Movie Recommendation System

6 min readMar 1, 2021

This project was build by Neon team : Aisha Y Hakami, Monirah abdulaziz, Mohammed Al-Ali, and Lamalharbi.

In our daily life when we are shopping online, or looking for a movie to watch, we usually ask the recommendation from our friends for their personal opinion, and when they recommend something that we don’t like but they enjoyed it, what a waste of time right !!. So if there is a system that can understand you, and recommend for you based on your interests, that would be soo cool isn’t it. Well, that precisely what recommender systems are made for.

trailer

Problem Statement

Coming to the streaming shows websites, understanding the user’s behavior always consider a challenge. Irrespective of gender, age, or geographical location everyone enjoying watching movies at home. Bunch of people like genre-specific movies to be romance, action, or comedy while others enjoying the lead actors and directors’ visions. We all are connected via this wonderful medium. However, what most exciting is the fact that how distinctive our choices and combinations are in terms of the show’s preferences. But, when we take all that has been said, it’s remarkably difficult to generalize a movie and say that everyone would like it. So here the recommender systems shine to act as special assistants for the user’s needs.

Dataset

We found out that STC launched an Open Data initiative to support those who are interested in Data Science, the data is associated with Jawwy, which is their IPTV service. And we decided that this will be the beginning of the neon recommendation system journey. The data consist of 29,487 user behavior within 8k shows all in 3m row. we extract the juice out of all the behavioral patterns of not only the users but also from the movies themselves.

Modeling

We decided that we want to use 6 models to meet user preferences as much as we can those models are :

Collaborative filtering

This type of filter is based on users’ watching history, and it will recommend us movies that we haven’t watched yet, but users similar to us have and like. To determine whether two users are similar or not, this filter considers the movies both of them watched. By looking at the movies in common, this type of algorithm will basically recommend the movie for a user who hasn’t watched it yet, based on the similar users’ watching history.
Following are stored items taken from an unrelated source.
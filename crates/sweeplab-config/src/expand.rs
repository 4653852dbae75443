//! Cartesian expansion of a configuration space into concrete configs.

use std::collections::BTreeMap;

use serde_json::Value;
use sweeplab_core::{ErrorInfo, LabError};

use crate::space::{ConfigSpace, ConfigValue, SweepSpec};

/// One fully resolved point of the sweep space, containing only concrete
/// values.
pub type ConcreteConfig = BTreeMap<String, Value>;

/// Expands a configuration space into the full set of concrete configs.
///
/// Fixed entries are copied into every output. Swept entries contribute the
/// Cartesian product of their candidate values, iterated in declaration order
/// with the last declared sweep varying fastest, so emission order is
/// deterministic. A space with no sweeps expands to exactly one config equal
/// to the input.
///
/// A sweep with zero candidate values is rejected with a config error naming
/// the key; the alternative of emitting zero configs silently discards the
/// whole sweep.
pub fn expand(space: &ConfigSpace) -> Result<Vec<ConcreteConfig>, LabError> {
    let mut fixed = ConcreteConfig::new();
    let mut dynamic: Vec<(&String, &SweepSpec)> = Vec::new();
    for (key, value) in space.entries() {
        match value {
            ConfigValue::Fixed(value) => {
                fixed.insert(key.clone(), value.clone());
            }
            ConfigValue::Sweep(spec) => {
                if spec.is_empty() {
                    return Err(LabError::Config(
                        ErrorInfo::new("sweep-empty-items", "sweep declares no candidate values")
                            .with_context("key", key.clone())
                            .with_hint("declare at least one candidate value or drop the sweep"),
                    ));
                }
                dynamic.push((key, spec));
            }
        }
    }

    let mut outputs = Vec::new();
    fill_product(&dynamic, 0, fixed, &mut outputs);
    Ok(outputs)
}

fn fill_product(
    dynamic: &[(&String, &SweepSpec)],
    idx: usize,
    current: ConcreteConfig,
    outputs: &mut Vec<ConcreteConfig>,
) {
    if idx == dynamic.len() {
        outputs.push(current);
        return;
    }
    let (key, spec) = &dynamic[idx];
    for value in spec.items() {
        let mut next = current.clone();
        next.insert((*key).clone(), value.clone());
        fill_product(dynamic, idx + 1, next, outputs);
    }
}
Pros and Cons of collaborative filtering technique

Pros:

Collaborative filtering systems work by people in the system, and it is expected that people to be better at evaluating information than a computed function.

Cons:

Cold Start: a major challenge of the Collaborative Filtering technique can be how to make recommendations for a new user who has recently entered the system; that is called the cold-start user problem.
Sparsity:

The user/rating matrix is sparse.
Hard to find users that have rated the same items.

3. First rater:

Cannot recommend an item that has not been previously rated.
New items, Esoteric items.

4. Popularity bias:

Cannot recommend items to someone with a unique taste.
Tends to recommend popular items.

Content-based filters

Based on what we like, the algorithm will simply pick a movie with similar content(story description )to recommend us. This type of filter does not involve other users.
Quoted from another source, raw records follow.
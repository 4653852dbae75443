//! Sweep driver: expand the space, invoke the experiment, persist each result.

use std::path::Path;

use serde::{Deserialize, Serialize};
use sweeplab_artifacts::RunResult;
use sweeplab_config::{expand, stable_hash_string, ConcreteConfig, ConfigSpace};
use sweeplab_core::{ErrorInfo, LabError};
use sweeplab_store::{ResultStore, StorageFormat};

/// A user experiment invoked once per concrete configuration.
pub trait Experiment {
    /// Runs the experiment for one concrete configuration.
    fn run(&mut self, config: &ConcreteConfig) -> Result<RunResult, LabError>;
}

impl<F> Experiment for F
where
    F: FnMut(&ConcreteConfig) -> Result<RunResult, LabError>,
{
    fn run(&mut self, config: &ConcreteConfig) -> Result<RunResult, LabError> {
        self(config)
    }
}

/// Summary of one executed sweep job.
#[derive(Debug, Clone, PartialEq, Serialize, Deserialize)]
pub struct JobRecord {
    /// Name of the result the job produced.
    pub result_name: String,
    /// Stable hash of the concrete configuration.
    pub config_hash: String,
    /// Storage format the result was persisted in.
    pub format: StorageFormat,
    /// Diagnostic recorded when the save fell back to the legacy format.
    pub fallback: Option<ErrorInfo>,
}

/// Results and per job records collected from one sweep.
#[derive(Debug)]
pub struct SweepOutcome {
    /// One result per concrete configuration, in expansion order.
    pub results: Vec<RunResult>,
    /// One record per executed job, in the same order.
    pub jobs: Vec<JobRecord>,
}

/// Runs the experiment over every concrete configuration of the space.
///
/// Jobs execute sequentially in Cartesian product order and every result is
/// persisted as soon as its job completes. A failing invocation aborts the
/// remainder of the sweep; results saved before the failure stay on disk, but
/// there is no checkpointing to resume from. A result that carries no config
/// snapshot gets the concrete config that produced it attached before saving.
pub fn run_sweep<E: Experiment>(
    space: &ConfigSpace,
    experiment: &mut E,
    store: &ResultStore<'_>,
    artifact_dir: &Path,
) -> Result<SweepOutcome, LabError> {
    let configs = expand(space)?;
    let mut results = Vec::with_capacity(configs.len());
    let mut jobs = Vec::with_capacity(configs.len());
    for (idx, config) in configs.into_iter().enumerate() {
        let mut result = experiment
            .run(&config)
            .map_err(|err| contract_error(idx, &err))?;
        result.ensure_config(&config);
        let config_hash = stable_hash_string(&config)?;
        let report = store.save(&result, artifact_dir)?;
        jobs.push(JobRecord {
            result_name: result.name().to_string(),
            config_hash,
            format: report.format,
            fallback: report.fallback,
        });
        results.push(result);
    }
    Ok(SweepOutcome { results, jobs })
}

fn contract_error(job: usize, err: &LabError) -> LabError {
    LabError::Contract(
        ErrorInfo::new("experiment-failed", "experiment invocation failed; sweep aborted")
            .with_context("job", job.to_string())
            .with_hint(err.to_string()),
    )
}
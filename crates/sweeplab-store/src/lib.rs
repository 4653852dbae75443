//! Filesystem persistence and aggregation exports for run results.

mod export;
mod store;

pub use export::export_metrics_csv;
pub use store::{
    CollectionReport, LoadFailure, ResultStore, SaveReport, StorageFormat, LEGACY_FILE,
    PRIMARY_FILE,
};
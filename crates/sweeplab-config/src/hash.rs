//! Stable hashing for configuration identities.

use serde::Serialize;
use sha2::{Digest, Sha256};
use sweeplab_core::{to_canonical_json_bytes, LabError};

/// Computes a stable hexadecimal hash for the provided serializable payload.
///
/// The payload is encoded as canonical JSON first, so equal values hash
/// equally regardless of in-memory ordering.
pub fn stable_hash_string<T: Serialize>(value: &T) -> Result<String, LabError> {
    let bytes = to_canonical_json_bytes(value)?;
    let digest = Sha256::digest(bytes);
    Ok(format!("{:x}", digest))
}
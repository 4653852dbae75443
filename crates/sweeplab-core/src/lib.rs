#![deny(missing_docs)]
#![doc = "Core error and schema types shared across the sweeplab crates."]

pub mod errors;
pub mod provenance;
pub mod serde;

pub use errors::{ErrorInfo, LabError};
pub use provenance::SchemaVersion;
pub use serde::{from_json_slice, to_canonical_json_bytes};
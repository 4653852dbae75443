//! Schema descriptors stamped into persisted sweeplab payloads.

use serde::{Deserialize, Serialize};

/// Semantic version describing the schema of serialized payloads.
#[derive(Debug, Clone, Copy, PartialEq, Eq, PartialOrd, Ord, Serialize, Deserialize)]
pub struct SchemaVersion {
    /// Major version incremented for breaking changes.
    pub major: u32,
    /// Minor version incremented for additive changes.
    pub minor: u32,
    /// Patch version incremented for bug fixes and documentation updates.
    pub patch: u32,
}

impl SchemaVersion {
    /// Creates a new schema version descriptor.
    pub const fn new(major: u32, minor: u32, patch: u32) -> Self {
        Self {
            major,
            minor,
            patch,
        }
    }
}

impl Default for SchemaVersion {
    fn default() -> Self {
        Self::new(1, 0, 0)
    }
}
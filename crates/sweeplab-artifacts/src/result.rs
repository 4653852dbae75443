//! The named bundle of artifacts produced by one experiment run.

use std::collections::BTreeMap;

use serde::{Deserialize, Serialize};
use serde_json::{json, Value};
use sweeplab_core::{ErrorInfo, LabError, SchemaVersion};

use crate::artifact::Artifact;
use crate::registry::ArtifactRegistry;

/// Tag marking a serialized result payload.
pub const RESULT_TAG: &str = "result";

/// Concrete configuration snapshot attached to a result.
pub type ConfigSnapshot = BTreeMap<String, Value>;

/// The full named bundle of artifacts produced by one experiment run.
///
/// The name doubles as the storage key: two results with the same name
/// overwrite each other's persisted output.
#[derive(Debug, Clone, PartialEq, Serialize, Deserialize)]
pub struct RunResult {
    name: String,
    artifacts: Vec<Artifact>,
    config: Option<ConfigSnapshot>,
}

impl RunResult {
    /// Creates a result bundle, validating the storage name.
    pub fn new(
        name: impl Into<String>,
        artifacts: Vec<Artifact>,
        config: Option<ConfigSnapshot>,
    ) -> Result<Self, LabError> {
        let name = name.into();
        if name.is_empty() {
            return Err(LabError::Validation(
                ErrorInfo::new("result-empty-name", "result name must be a non-empty string")
                    .with_hint("the name doubles as the storage directory name"),
            ));
        }
        Ok(Self {
            name,
            artifacts,
            config,
        })
    }

    /// Returns the storage name identifying this result.
    pub fn name(&self) -> &str {
        &self.name
    }

    /// Returns the artifacts in their declared order.
    pub fn artifacts(&self) -> &[Artifact] {
        &self.artifacts
    }

    /// Returns the concrete config snapshot, when one was recorded.
    pub fn config(&self) -> Option<&ConfigSnapshot> {
        self.config.as_ref()
    }

    /// Attaches a config snapshot unless one was already recorded.
    pub fn ensure_config(&mut self, config: &ConfigSnapshot) {
        if self.config.is_none() {
            self.config = Some(config.clone());
        }
    }

    /// Returns the first artifact with the given name.
    ///
    /// Duplicate names are legal at construction; earlier artifacts shadow
    /// later ones, and only the first is ever retrievable.
    pub fn get(&self, name: &str) -> Result<&Artifact, LabError> {
        self.artifacts
            .iter()
            .find(|artifact| artifact.name() == name)
            .ok_or_else(|| {
                let known: Vec<&str> = self.artifacts.iter().map(Artifact::name).collect();
                LabError::Contract(
                    ErrorInfo::new("artifact-missing", format!("no artifact named `{name}`"))
                        .with_context("known", known.join(", ")),
                )
            })
    }

    /// Converts the result into its tagged payload mapping.
    ///
    /// Each artifact is delegated to the registry and its tag folded into the
    /// payload, so the serialized form stays self-describing.
    pub fn to_payload(&self, registry: &ArtifactRegistry) -> Result<Value, LabError> {
        let mut artifacts = Vec::with_capacity(self.artifacts.len());
        for artifact in &self.artifacts {
            let (tag, mut payload) = registry.serialize(artifact)?;
            let obj = payload
                .as_object_mut()
                .ok_or_else(|| payload_shape("artifact payload must be a mapping"))?;
            obj.insert("tag".to_string(), Value::String(tag));
            artifacts.push(payload);
        }
        Ok(json!({
            "tag": RESULT_TAG,
            "schema_version": SchemaVersion::default(),
            "name": self.name,
            "artifacts": artifacts,
            "config": self.config,
        }))
    }

    /// Reconstructs a result from its tagged payload mapping.
    pub fn from_payload(payload: &Value, registry: &ArtifactRegistry) -> Result<Self, LabError> {
        let obj = payload
            .as_object()
            .ok_or_else(|| payload_shape("result payload must be a mapping"))?;
        let tag = obj.get("tag").and_then(Value::as_str).unwrap_or_default();
        if tag != RESULT_TAG {
            return Err(LabError::UnknownTag(
                ErrorInfo::new(
                    "result-unknown-tag",
                    "top level payload does not carry the result tag",
                )
                .with_context("tag", tag),
            ));
        }
        check_schema_version(obj.get("schema_version"))?;
        let name = obj
            .get("name")
            .and_then(Value::as_str)
            .ok_or_else(|| payload_shape("result payload is missing `name`"))?;

        let mut artifacts = Vec::new();
        if let Some(raw) = obj.get("artifacts") {
            let list = raw
                .as_array()
                .ok_or_else(|| payload_shape("`artifacts` must be a sequence"))?;
            for entry in list {
                let entry_obj = entry
                    .as_object()
                    .ok_or_else(|| payload_shape("artifact payload must be a mapping"))?;
                let artifact_tag = entry_obj
                    .get("tag")
                    .and_then(Value::as_str)
                    .ok_or_else(|| payload_shape("artifact payload is missing `tag`"))?;
                let mut body = entry_obj.clone();
                body.remove("tag");
                artifacts.push(registry.deserialize(artifact_tag, &Value::Object(body))?);
            }
        }

        let config = match obj.get("config") {
            None | Some(Value::Null) => None,
            Some(value) => Some(
                serde_json::from_value::<ConfigSnapshot>(value.clone())
                    .map_err(|err| payload_shape(&format!("`config` must be a mapping: {err}")))?,
            ),
        };

        RunResult::new(name, artifacts, config)
    }
}

fn check_schema_version(raw: Option<&Value>) -> Result<(), LabError> {
    let Some(raw) = raw else {
        // Payloads written before versions were stamped are still readable.
        return Ok(());
    };
    let version: SchemaVersion = serde_json::from_value(raw.clone())
        .map_err(|err| payload_shape(&format!("`schema_version` is malformed: {err}")))?;
    let supported = SchemaVersion::default();
    if version.major != supported.major {
        return Err(LabError::Serde(
            ErrorInfo::new("schema-version", "payload schema major version is unsupported")
                .with_context("found", format!("{}.{}.{}", version.major, version.minor, version.patch))
                .with_context("supported", format!("{}.x.x", supported.major)),
        ));
    }
    Ok(())
}

fn payload_shape(message: &str) -> LabError {
    LabError::Serde(ErrorInfo::new("payload-shape", message))
}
Pros and Cons of content-based technique

Pros :

No cold-start problem, unlike Collaborative Filtering, if the programs have sufficient descriptions, we avoid the “new item problem”.
Able to recommend to users with unique tastes

Cons :

Content-Based tend to over-specialization: they will recommend items similar to those already consumed, with a tendency of creating a “filter bubble”.
Never recommends items outside the user’s content profile, people might have multiple interests.

Hybrid filtering :

Overcomes previous cons.
Create a weighted recommender (weights are chosen equally, combining the results of predict_cf and predict_cn).
Create differently weighted recommender (weights are chosen equally, combining the results of predict_cf, predict_cn, and predict_popularity)
Create recommender based on popularity with weighted CL and CB (which CL and CB predictions affected by popularity prediction)
Keep the strengths of CL, CB, and popularity models.
Overcomes CL, CB, and popularity models cons.
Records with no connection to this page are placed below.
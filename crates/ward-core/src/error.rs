//! Typed error surface for engine and store operations.
//!
//! Every error carries a stable machine code (`E####`) so callers and agents
//! can branch without parsing messages. State-machine violations are always
//! surfaced to the caller; they must never be silently retried, since
//! retrying a stale transition can corrupt issue state.

use crate::model::issue::Status;

/// Result alias used across the engine and store layers.
pub type Result<T, E = WardError> = std::result::Result<T, E>;

/// Errors produced by lifecycle, escalation, and store operations.
#[derive(Debug, Clone, PartialEq, Eq, thiserror::Error)]
pub enum WardError {
    /// The referenced issue does not exist.
    #[error("issue '{issue_id}' not found")]
    IssueNotFound { issue_id: String },

    /// The referenced worker does not exist.
    #[error("worker '{worker_id}' not found")]
    WorkerNotFound { worker_id: String },

    /// The referenced post does not exist.
    #[error("post '{post_id}' not found")]
    PostNotFound { post_id: i64 },

    /// The operation is illegal for the issue's current state.
    #[error("{operation} requires status '{required}', issue '{issue_id}' is '{actual}'")]
    InvalidTransition {
        issue_id: String,
        operation: &'static str,
        required: &'static str,
        actual: String,
    },

    /// The precondition changed between read and write.
    #[error("conflicting transition on issue '{issue_id}': precondition no longer holds")]
    ConflictingTransition { issue_id: String },

    /// The worker exists but is not accepting assignments.
    #[error("worker '{worker_id}' is not active")]
    WorkerUnavailable { worker_id: String },

    /// Idempotency guard: the issue already has assigned personnel.
    #[error("issue '{issue_id}' is already assigned to '{assignee}'")]
    AlreadyAssigned { issue_id: String, assignee: String },

    /// Idempotency guard: the proof was already approved.
    #[error("proof for issue '{issue_id}' is already approved")]
    AlreadyApproved { issue_id: String },

    /// A proof is already awaiting review; no concurrent re-submission.
    #[error("issue '{issue_id}' already has a proof under review")]
    ReviewInProgress { issue_id: String },

    /// The store or a notification sink is unreachable.
    #[error("dependency unavailable: {reason}")]
    DependencyUnavailable { reason: String },
}

impl WardError {
    /// Stable code identifier (`E####`) for machine parsing.
    #[must_use]
    pub const fn error_code(&self) -> &'static str {
        match self {
            Self::IssueNotFound { .. } => "E2001",
            Self::InvalidTransition { .. } => "E2002",
            Self::ConflictingTransition { .. } => "E2003",
            Self::WorkerUnavailable { .. } => "E2004",
            Self::AlreadyAssigned { .. } => "E2005",
            Self::AlreadyApproved { .. } => "E2006",
            Self::ReviewInProgress { .. } => "E2007",
            Self::WorkerNotFound { .. } => "E2008",
            Self::PostNotFound { .. } => "E2009",
            Self::DependencyUnavailable { .. } => "E5001",
        }
    }

    /// Remediation hint surfaced to operators and agents.
    #[must_use]
    pub fn suggestion(&self) -> String {
        match self {
            Self::IssueNotFound { .. } => "Check the issue ID with 'wd list'.".to_string(),
            Self::WorkerNotFound { .. } => "Register the worker with 'wd worker add'.".to_string(),
            Self::PostNotFound { .. } => "Check the post ID with 'wd show <issue>'.".to_string(),
            Self::InvalidTransition { .. } | Self::ConflictingTransition { .. } => {
                "Someone else may have acted on this issue; re-check its state and retry."
                    .to_string()
            }
            Self::WorkerUnavailable { worker_id } => {
                format!("Reactivate '{worker_id}' or pick another active worker.")
            }
            Self::AlreadyAssigned { assignee, .. } => {
                format!("The issue is already being worked by '{assignee}'.")
            }
            Self::AlreadyApproved { .. } => {
                "The resolution already stands; no further review is needed.".to_string()
            }
            Self::ReviewInProgress { .. } => {
                "Wait for the pending review to be approved or rejected.".to_string()
            }
            Self::DependencyUnavailable { .. } => {
                "Transient store failure; retry the command.".to_string()
            }
        }
    }

    /// Shorthand constructor for transition violations.
    #[must_use]
    pub fn invalid_transition(
        issue_id: &str,
        operation: &'static str,
        required: &'static str,
        actual: Status,
    ) -> Self {
        Self::InvalidTransition {
            issue_id: issue_id.to_string(),
            operation,
            required,
            actual: actual.to_string(),
        }
    }
}

impl From<rusqlite::Error> for WardError {
    fn from(err: rusqlite::Error) -> Self {
        Self::DependencyUnavailable {
            reason: err.to_string(),
        }
    }
}

#[cfg(test)]
mod tests {
    use super::WardError;
    use std::collections::HashSet;

    fn all_variants() -> Vec<WardError> {
        vec![
            WardError::IssueNotFound {
                issue_id: "x".into(),
            },
            WardError::WorkerNotFound {
                worker_id: "x".into(),
            },
            WardError::PostNotFound { post_id: 1 },
            WardError::InvalidTransition {
                issue_id: "x".into(),
                operation: "approve-proof",
                required: "pending-review",
                actual: "pending".into(),
            },
            WardError::ConflictingTransition {
                issue_id: "x".into(),
            },
            WardError::WorkerUnavailable {
                worker_id: "x".into(),
            },
            WardError::AlreadyAssigned {
                issue_id: "x".into(),
                assignee: "w".into(),
            },
            WardError::AlreadyApproved {
                issue_id: "x".into(),
            },
            WardError::ReviewInProgress {
                issue_id: "x".into(),
            },
            WardError::DependencyUnavailable {
                reason: "down".into(),
            },
        ]
    }

    #[test]
    fn all_codes_are_unique() {
        let mut seen = HashSet::new();
        for err in all_variants() {
            assert!(
                seen.insert(err.error_code()),
                "duplicate code {}",
                err.error_code()
            );
        }
    }

    #[test]
    fn code_format_is_machine_friendly() {
        for err in all_variants() {
            let code = err.error_code();
            assert_eq!(code.len(), 5);
            assert!(code.starts_with('E'));
            assert!(code.chars().skip(1).all(|c| c.is_ascii_digit()));
        }
    }

    #[test]
    fn every_error_has_a_suggestion() {
        for err in all_variants() {
            assert!(!err.suggestion().is_empty());
        }
    }
}
//! Document shapes shared by the engine, the store, and the scoring crate.

pub mod department;
pub mod issue;
pub mod post;
pub mod worker;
indices = pd.Series(df_program_desc.index)
# defining the function that takes in movie title 
# as input and returns the top 10 recommended moviesdef recommendations(title,type_of_recommendation, cosine_sim = cosine_sim, cosine_sim_w = cosine_sim_w, prec_watch_mat = prec_watch_mat):
 ‘’’
 type_of_recommendation values:
 
 0: the similarity scores of program description (Content Based),
 1: the similarity scores of watch history (Collaborative filtering),
 2: the similarity scores between watch history and program description (Hybrid),
 3: the similarity scores between watch history and program description 
 with popularity of program as indepent variables (Hybrid),
 4: the similarity scores between watch history and program description 
 as depent variables on popularity of program (Hybrid).
 ‘’’
 
 
 # initializing the empty list of recommended movies
 recommended_movies = []
 
 # gettin the index of the movie that matches the title
 idx = indices[indices == title].index[0]
 
 if type_of_recommendation == 0:
 
 # creating a Series with the similarity scores of program description in descending order
 score_series = pd.Series(cosine_sim[idx]).sort_values(ascending = False)
 
 elif type_of_recommendation == 1:
 
 # creating a Series with the similarity scores of watch history in descending order
 score_series = pd.Series(cosine_sim_w[idx]).sort_values(ascending = False)
 
 elif type_of_recommendation == 2:
 
 # creating a Series with the similarity scores between watch history and program description in descending order
 score_series = pd.Series(cosine_sim_w[idx]*0.5 + cosine_sim[idx]*0.5).sort_values(ascending = False)
 elif type_of_recommendation == 3:
 
 # creating a Series with the similarity scores between watch history and program description 
 # with popularity of program as indepent variables in descending order
 score_series = pd.Series(cosine_sim_w[idx]*0.33 + cosine_sim[idx]*0.33 + prec_watch_mat*0.34).sort_values(ascending = False)
 elif type_of_recommendation == 4:
 
 # creating a Series with the similarity scores between watch history and program description 
 # as depent variables on popularity of program in descending order
 score_series = pd.Series((cosine_sim_w[idx]*0.5 + cosine_sim[idx]*0.5) * prec_watch_mat).sort_values(ascending = False)
 
 else:
 print(‘You have entered wrong value’)
 return
# getting the indexes of the 10 most similar movies
 top_10_indexes = list(score_series.iloc[1:11].index)
 
 # populating the list with the titles of the best 10 matching movies
 for i in top_10_indexes:
 recommended_movies.append(list(df_program_desc.index)[i])
 
 return recommended_movies

How does Cosine Similarity work?

All the filters above will be measured by Cosine similarity which is a metric used to measure how similar the documents are irrespective of their size. Mathematically, it measures the cosine of the angle between two vectors projected in a multi-dimensional space. The cosine similarity is advantageous because even if the two similar documents are far apart by the Euclidean distance (due to the size of the document), chances are they may still be oriented closer together. The smaller the angle, the higher the cosine similarity.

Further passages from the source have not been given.